REQUIRED WORK :: Find how many lines of the listing below include the word "crate", then report the number by itself.

• • • • • • •

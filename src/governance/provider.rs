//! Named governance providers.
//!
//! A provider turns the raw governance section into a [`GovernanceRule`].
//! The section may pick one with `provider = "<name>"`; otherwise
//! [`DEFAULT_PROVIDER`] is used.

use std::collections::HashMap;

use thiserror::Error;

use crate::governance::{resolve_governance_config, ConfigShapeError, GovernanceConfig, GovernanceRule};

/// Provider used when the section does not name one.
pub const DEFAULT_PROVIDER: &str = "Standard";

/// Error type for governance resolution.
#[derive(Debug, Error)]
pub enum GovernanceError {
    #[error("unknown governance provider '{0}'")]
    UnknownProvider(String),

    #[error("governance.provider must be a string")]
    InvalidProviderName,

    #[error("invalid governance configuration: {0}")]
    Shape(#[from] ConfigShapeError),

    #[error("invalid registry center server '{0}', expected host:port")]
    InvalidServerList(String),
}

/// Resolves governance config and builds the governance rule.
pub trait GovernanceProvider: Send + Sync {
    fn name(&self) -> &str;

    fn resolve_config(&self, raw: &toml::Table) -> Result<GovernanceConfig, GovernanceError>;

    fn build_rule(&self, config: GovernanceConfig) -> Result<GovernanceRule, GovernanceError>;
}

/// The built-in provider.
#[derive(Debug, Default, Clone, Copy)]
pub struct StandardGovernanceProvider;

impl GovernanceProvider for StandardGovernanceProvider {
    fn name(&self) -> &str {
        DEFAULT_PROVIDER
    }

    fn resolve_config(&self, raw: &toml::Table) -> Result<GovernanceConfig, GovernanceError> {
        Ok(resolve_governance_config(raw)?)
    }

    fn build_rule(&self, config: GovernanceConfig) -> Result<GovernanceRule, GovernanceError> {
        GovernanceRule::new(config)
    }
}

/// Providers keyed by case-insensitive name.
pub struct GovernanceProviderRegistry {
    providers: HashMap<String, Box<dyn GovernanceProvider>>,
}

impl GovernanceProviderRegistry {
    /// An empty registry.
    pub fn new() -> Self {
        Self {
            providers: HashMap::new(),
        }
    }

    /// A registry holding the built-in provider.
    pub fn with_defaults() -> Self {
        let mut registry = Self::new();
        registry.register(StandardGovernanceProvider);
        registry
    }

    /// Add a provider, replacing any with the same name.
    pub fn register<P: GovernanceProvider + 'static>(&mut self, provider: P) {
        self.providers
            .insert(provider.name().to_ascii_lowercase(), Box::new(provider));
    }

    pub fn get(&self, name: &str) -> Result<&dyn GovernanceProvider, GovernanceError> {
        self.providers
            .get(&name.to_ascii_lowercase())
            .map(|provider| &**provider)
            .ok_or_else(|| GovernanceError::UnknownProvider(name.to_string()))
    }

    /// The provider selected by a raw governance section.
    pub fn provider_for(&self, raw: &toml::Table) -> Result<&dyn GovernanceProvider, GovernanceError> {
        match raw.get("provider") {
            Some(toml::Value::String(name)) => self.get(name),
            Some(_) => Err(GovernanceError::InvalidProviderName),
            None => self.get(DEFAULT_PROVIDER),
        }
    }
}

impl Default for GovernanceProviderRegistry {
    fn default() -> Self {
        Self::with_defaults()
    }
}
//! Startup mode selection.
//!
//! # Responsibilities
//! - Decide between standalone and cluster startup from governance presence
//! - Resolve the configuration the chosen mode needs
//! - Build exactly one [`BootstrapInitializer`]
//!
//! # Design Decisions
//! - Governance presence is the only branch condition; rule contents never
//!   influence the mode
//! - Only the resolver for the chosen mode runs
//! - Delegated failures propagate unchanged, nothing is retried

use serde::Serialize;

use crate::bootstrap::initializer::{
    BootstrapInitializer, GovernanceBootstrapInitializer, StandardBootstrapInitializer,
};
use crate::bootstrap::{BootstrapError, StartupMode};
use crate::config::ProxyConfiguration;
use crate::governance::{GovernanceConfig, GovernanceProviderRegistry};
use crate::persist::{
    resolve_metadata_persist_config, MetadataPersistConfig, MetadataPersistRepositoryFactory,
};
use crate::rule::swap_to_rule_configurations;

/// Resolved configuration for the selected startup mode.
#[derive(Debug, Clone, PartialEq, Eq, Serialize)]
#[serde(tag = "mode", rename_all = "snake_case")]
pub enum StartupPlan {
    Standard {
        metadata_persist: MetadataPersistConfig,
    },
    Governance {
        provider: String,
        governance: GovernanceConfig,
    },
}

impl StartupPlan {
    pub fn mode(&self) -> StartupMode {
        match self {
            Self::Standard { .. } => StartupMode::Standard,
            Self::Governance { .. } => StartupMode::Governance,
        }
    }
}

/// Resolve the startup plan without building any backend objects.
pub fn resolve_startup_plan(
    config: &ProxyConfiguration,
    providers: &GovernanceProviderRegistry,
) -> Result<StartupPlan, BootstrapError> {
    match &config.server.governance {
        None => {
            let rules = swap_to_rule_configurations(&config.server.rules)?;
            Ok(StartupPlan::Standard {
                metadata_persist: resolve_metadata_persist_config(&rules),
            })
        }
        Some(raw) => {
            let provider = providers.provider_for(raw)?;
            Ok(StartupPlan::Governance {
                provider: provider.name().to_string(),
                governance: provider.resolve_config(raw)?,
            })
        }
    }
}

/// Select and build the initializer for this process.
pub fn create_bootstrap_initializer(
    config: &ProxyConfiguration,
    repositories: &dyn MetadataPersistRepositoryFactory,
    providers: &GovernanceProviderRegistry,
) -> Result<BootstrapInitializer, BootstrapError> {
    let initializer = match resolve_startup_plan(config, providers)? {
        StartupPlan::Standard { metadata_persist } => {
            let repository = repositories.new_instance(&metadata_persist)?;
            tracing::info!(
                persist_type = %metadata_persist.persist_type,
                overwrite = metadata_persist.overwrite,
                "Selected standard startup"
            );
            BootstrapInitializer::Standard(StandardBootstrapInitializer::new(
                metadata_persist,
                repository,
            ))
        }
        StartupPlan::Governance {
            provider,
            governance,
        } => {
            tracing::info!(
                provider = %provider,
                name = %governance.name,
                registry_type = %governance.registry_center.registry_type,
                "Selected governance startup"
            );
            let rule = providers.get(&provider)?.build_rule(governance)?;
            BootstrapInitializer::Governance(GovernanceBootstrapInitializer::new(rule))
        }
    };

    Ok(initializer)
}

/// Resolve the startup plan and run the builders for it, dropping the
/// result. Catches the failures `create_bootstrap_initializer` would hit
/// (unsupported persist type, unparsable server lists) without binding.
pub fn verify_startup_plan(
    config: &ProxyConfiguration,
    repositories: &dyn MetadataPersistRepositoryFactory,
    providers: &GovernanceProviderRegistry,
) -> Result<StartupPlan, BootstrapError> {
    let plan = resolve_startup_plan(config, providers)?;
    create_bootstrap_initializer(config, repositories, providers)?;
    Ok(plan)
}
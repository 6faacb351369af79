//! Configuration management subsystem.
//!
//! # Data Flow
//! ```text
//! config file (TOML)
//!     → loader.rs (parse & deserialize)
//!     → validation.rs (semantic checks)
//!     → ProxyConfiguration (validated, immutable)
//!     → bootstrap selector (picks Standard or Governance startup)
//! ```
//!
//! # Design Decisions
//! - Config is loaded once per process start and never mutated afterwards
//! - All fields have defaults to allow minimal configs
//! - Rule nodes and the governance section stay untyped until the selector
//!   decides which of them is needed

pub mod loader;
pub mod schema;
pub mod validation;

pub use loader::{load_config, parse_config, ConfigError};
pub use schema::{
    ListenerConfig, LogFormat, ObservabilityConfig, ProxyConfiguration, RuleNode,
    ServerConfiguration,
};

• • • • • • •

WRITTEN ANSWER :: 7